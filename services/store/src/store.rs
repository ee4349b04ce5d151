//! Concurrent record store
//!
//! Reference in-memory implementation of the transactional surface the
//! marketplace core needs: atomic conditional updates, the one-shot match
//! primitive, and bounded range scans for the sweep loops. Records are
//! never deleted; terminal states stay queryable for audit.

use dashmap::DashMap;
use tracing::debug;
use types::errors::{ConflictError, MarketError, RecordKind};
use types::ids::{EventId, ListingId, OfferId, TransactionId};
use types::listing::{Listing, ListingStatus};
use types::offer::{Offer, OfferStatus};
use types::transaction::{EscrowTransaction, TransactionStatus};

use crate::audit::TransitionLog;

/// Shared marketplace store
///
/// Lock discipline: whenever an operation touches more than one map, it
/// acquires them in declaration order (offers, listings, txn_by_offer,
/// txn_by_listing, transactions). `execute_match` is the only operation
/// holding two record guards at once.
#[derive(Debug, Default)]
pub struct MarketStore {
    offers: DashMap<OfferId, Offer>,
    listings: DashMap<ListingId, Listing>,

    // Unique 1:1 match indexes. Entries are only ever added, and only
    // while execute_match holds both record guards.
    txn_by_offer: DashMap<OfferId, TransactionId>,
    txn_by_listing: DashMap<ListingId, TransactionId>,

    transactions: DashMap<TransactionId, EscrowTransaction>,

    audit: TransitionLog,
}

impl MarketStore {
    pub fn new() -> Self {
        Self::default()
    }

    /// Transition audit log, one record per status change
    pub fn audit(&self) -> &TransitionLog {
        &self.audit
    }

    // ── Inserts ─────────────────────────────────────────────────────

    pub fn insert_offer(&self, offer: Offer) {
        self.audit.record(
            RecordKind::Offer,
            offer.offer_id.to_string(),
            "NONE".to_string(),
            format!("{:?}", offer.status),
            offer.created_at,
        );
        self.offers.insert(offer.offer_id, offer);
    }

    pub fn insert_listing(&self, listing: Listing) {
        self.audit.record(
            RecordKind::Listing,
            listing.listing_id.to_string(),
            "NONE".to_string(),
            format!("{:?}", listing.status),
            listing.created_at,
        );
        self.listings.insert(listing.listing_id, listing);
    }

    // ── Snapshot reads ──────────────────────────────────────────────

    pub fn offer(&self, id: &OfferId) -> Result<Offer, MarketError> {
        self.offers
            .get(id)
            .map(|r| r.clone())
            .ok_or_else(|| MarketError::not_found(RecordKind::Offer, id))
    }

    pub fn listing(&self, id: &ListingId) -> Result<Listing, MarketError> {
        self.listings
            .get(id)
            .map(|r| r.clone())
            .ok_or_else(|| MarketError::not_found(RecordKind::Listing, id))
    }

    pub fn transaction(&self, id: &TransactionId) -> Result<EscrowTransaction, MarketError> {
        self.transactions
            .get(id)
            .map(|r| r.clone())
            .ok_or_else(|| MarketError::not_found(RecordKind::Transaction, id))
    }

    /// Transaction bound to an offer, if one was ever created
    ///
    /// Offers carry no back-pointer; the unique index is the only link.
    pub fn transaction_for_offer(&self, id: &OfferId) -> Option<EscrowTransaction> {
        let txn_id = self.txn_by_offer.get(id).map(|t| *t)?;
        self.transactions.get(&txn_id).map(|t| t.clone())
    }

    /// Transaction bound to a listing, if one was ever created
    pub fn transaction_for_listing(&self, id: &ListingId) -> Option<EscrowTransaction> {
        let txn_id = self.txn_by_listing.get(id).map(|t| *t)?;
        self.transactions.get(&txn_id).map(|t| t.clone())
    }

    // ── Atomic updates ──────────────────────────────────────────────
    //
    // The closure works on a draft clone; the stored record only changes
    // if the closure succeeds, so a rejected update leaves no trace. The
    // record guard is held for the whole read-modify-write.

    pub fn update_offer<F>(&self, id: &OfferId, f: F) -> Result<Offer, MarketError>
    where
        F: FnOnce(&mut Offer) -> Result<(), MarketError>,
    {
        let mut entry = self
            .offers
            .get_mut(id)
            .ok_or_else(|| MarketError::not_found(RecordKind::Offer, id))?;

        let mut draft = entry.clone();
        f(&mut draft)?;

        let from = entry.status;
        *entry = draft;
        if entry.status != from {
            self.audit.record(
                RecordKind::Offer,
                id.to_string(),
                format!("{:?}", from),
                format!("{:?}", entry.status),
                entry.updated_at,
            );
        }
        Ok(entry.clone())
    }

    pub fn update_listing<F>(&self, id: &ListingId, f: F) -> Result<Listing, MarketError>
    where
        F: FnOnce(&mut Listing) -> Result<(), MarketError>,
    {
        let mut entry = self
            .listings
            .get_mut(id)
            .ok_or_else(|| MarketError::not_found(RecordKind::Listing, id))?;

        let mut draft = entry.clone();
        f(&mut draft)?;

        let from = entry.status;
        *entry = draft;
        if entry.status != from {
            self.audit.record(
                RecordKind::Listing,
                id.to_string(),
                format!("{:?}", from),
                format!("{:?}", entry.status),
                entry.updated_at,
            );
        }
        Ok(entry.clone())
    }

    pub fn update_transaction<F>(
        &self,
        id: &TransactionId,
        f: F,
    ) -> Result<EscrowTransaction, MarketError>
    where
        F: FnOnce(&mut EscrowTransaction) -> Result<(), MarketError>,
    {
        let mut entry = self
            .transactions
            .get_mut(id)
            .ok_or_else(|| MarketError::not_found(RecordKind::Transaction, id))?;

        let mut draft = entry.clone();
        f(&mut draft)?;

        let from = entry.status;
        *entry = draft;
        if entry.status != from {
            self.audit.record(
                RecordKind::Transaction,
                id.to_string(),
                format!("{:?}", from),
                format!("{:?}", entry.status),
                entry.updated_at,
            );
        }
        Ok(entry.clone())
    }

    // ── Match primitive ─────────────────────────────────────────────

    /// Atomically bind an offer to a listing and create their transaction.
    ///
    /// Both records are locked (offer first, then listing), re-checked as
    /// ACTIVE, and validated by the caller's closure against current state.
    /// On success the offer becomes ACCEPTED, the listing RESERVED, and the
    /// built PENDING transaction is installed together with both unique
    /// index entries. A concurrent winner leaves losers with ConflictError;
    /// at most one transaction can ever exist per offer and per listing.
    pub fn execute_match<F>(
        &self,
        offer_id: &OfferId,
        listing_id: &ListingId,
        now: i64,
        build: F,
    ) -> Result<EscrowTransaction, MarketError>
    where
        F: FnOnce(&Offer, &Listing) -> Result<EscrowTransaction, MarketError>,
    {
        let mut offer = self
            .offers
            .get_mut(offer_id)
            .ok_or_else(|| MarketError::not_found(RecordKind::Offer, offer_id))?;
        let mut listing = self
            .listings
            .get_mut(listing_id)
            .ok_or_else(|| MarketError::not_found(RecordKind::Listing, listing_id))?;

        // Losers of a race observe the winner's transition here
        if offer.status != OfferStatus::ACTIVE {
            return Err(ConflictError::OfferUnavailable.into());
        }
        if listing.status != ListingStatus::ACTIVE {
            return Err(ConflictError::ListingUnavailable.into());
        }

        // The revival path reuses offers, so the index double-checks that
        // no transaction ever existed for either side
        if self.txn_by_offer.contains_key(offer_id) {
            return Err(ConflictError::DuplicateMatch {
                offer_id: offer_id.to_string(),
            }
            .into());
        }
        if self.txn_by_listing.contains_key(listing_id) {
            return Err(ConflictError::ListingUnavailable.into());
        }

        let txn = build(&offer, &listing)?;
        assert_eq!(txn.offer_id, *offer_id, "Built transaction must reference the locked offer");
        assert_eq!(txn.listing_id, *listing_id, "Built transaction must reference the locked listing");
        assert_eq!(txn.status, TransactionStatus::PENDING, "Matches start PENDING");

        offer.accept(now);
        listing.reserve(now);
        self.txn_by_offer.insert(*offer_id, txn.transaction_id);
        self.txn_by_listing.insert(*listing_id, txn.transaction_id);
        self.transactions.insert(txn.transaction_id, txn.clone());

        self.audit.record(
            RecordKind::Offer,
            offer_id.to_string(),
            "ACTIVE".to_string(),
            "ACCEPTED".to_string(),
            now,
        );
        self.audit.record(
            RecordKind::Listing,
            listing_id.to_string(),
            "ACTIVE".to_string(),
            "RESERVED".to_string(),
            now,
        );
        self.audit.record(
            RecordKind::Transaction,
            txn.transaction_id.to_string(),
            "NONE".to_string(),
            "PENDING".to_string(),
            now,
        );

        debug!(
            offer_id = %offer_id,
            listing_id = %listing_id,
            transaction_id = %txn.transaction_id,
            amount = %txn.amount,
            "match executed"
        );
        Ok(txn)
    }

    // ── Sweep scans ─────────────────────────────────────────────────
    //
    // Scans return ids, not records: the sweep re-reads current state
    // through the atomic primitives before acting, so a stale scan result
    // costs a no-op, never a wrong transition.

    /// ACTIVE offers whose deadline has passed
    pub fn offers_expiring(&self, now: i64, limit: usize) -> Vec<OfferId> {
        self.offers
            .iter()
            .filter(|r| r.status == OfferStatus::ACTIVE && r.is_expired(now))
            .take(limit)
            .map(|r| r.offer_id)
            .collect()
    }

    /// ACTIVE listings whose deadline has passed
    pub fn listings_expiring(&self, now: i64, limit: usize) -> Vec<ListingId> {
        self.listings
            .iter()
            .filter(|r| r.status == ListingStatus::ACTIVE && r.is_expired(now))
            .take(limit)
            .map(|r| r.listing_id)
            .collect()
    }

    /// PENDING transactions created at or before the deadline
    pub fn transactions_pending_before(&self, deadline: i64, limit: usize) -> Vec<TransactionId> {
        self.transactions
            .iter()
            .filter(|r| r.status == TransactionStatus::PENDING && r.created_at <= deadline)
            .take(limit)
            .map(|r| r.transaction_id)
            .collect()
    }

    /// Unconfirmed DELIVERED transactions delivered at or before the deadline
    pub fn transactions_delivered_before(&self, deadline: i64, limit: usize) -> Vec<TransactionId> {
        self.transactions
            .iter()
            .filter(|r| {
                r.status == TransactionStatus::DELIVERED
                    && !r.buyer_confirmed
                    && r.tickets_delivered_at.is_some_and(|t| t <= deadline)
            })
            .take(limit)
            .map(|r| r.transaction_id)
            .collect()
    }

    /// COMPLETED transactions still owing the seller payout
    pub fn transactions_awaiting_payout(&self, limit: usize) -> Vec<TransactionId> {
        self.transactions
            .iter()
            .filter(|r| {
                r.status == TransactionStatus::COMPLETED
                    && !r.seller_paid_out
                    && !r.payout_in_flight
            })
            .take(limit)
            .map(|r| r.transaction_id)
            .collect()
    }

    /// Unexpired ACTIVE offers for one event, for seller browsing
    pub fn open_offers_for_event(&self, event_id: &EventId, now: i64) -> Vec<Offer> {
        self.offers
            .iter()
            .filter(|r| {
                r.event_id == *event_id && r.status == OfferStatus::ACTIVE && !r.is_expired(now)
            })
            .map(|r| r.clone())
            .collect()
    }

    // ── Counts ──────────────────────────────────────────────────────

    pub fn offer_count(&self) -> usize {
        self.offers.len()
    }

    pub fn listing_count(&self) -> usize {
        self.listings.len()
    }

    pub fn transaction_count(&self) -> usize {
        self.transactions.len()
    }
}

▶ **Exercise goal**
Every line containing the string "return" is required; copy each such line from the data.

▶ **Task result**
            return Err(ConflictError::OfferUnavailable.into());
            return Err(ConflictError::ListingUnavailable.into());
            return Err(ConflictError::DuplicateMatch {
            return Err(ConflictError::ListingUnavailable.into());
    // Scans return ids, not records: the sweep re-reads current state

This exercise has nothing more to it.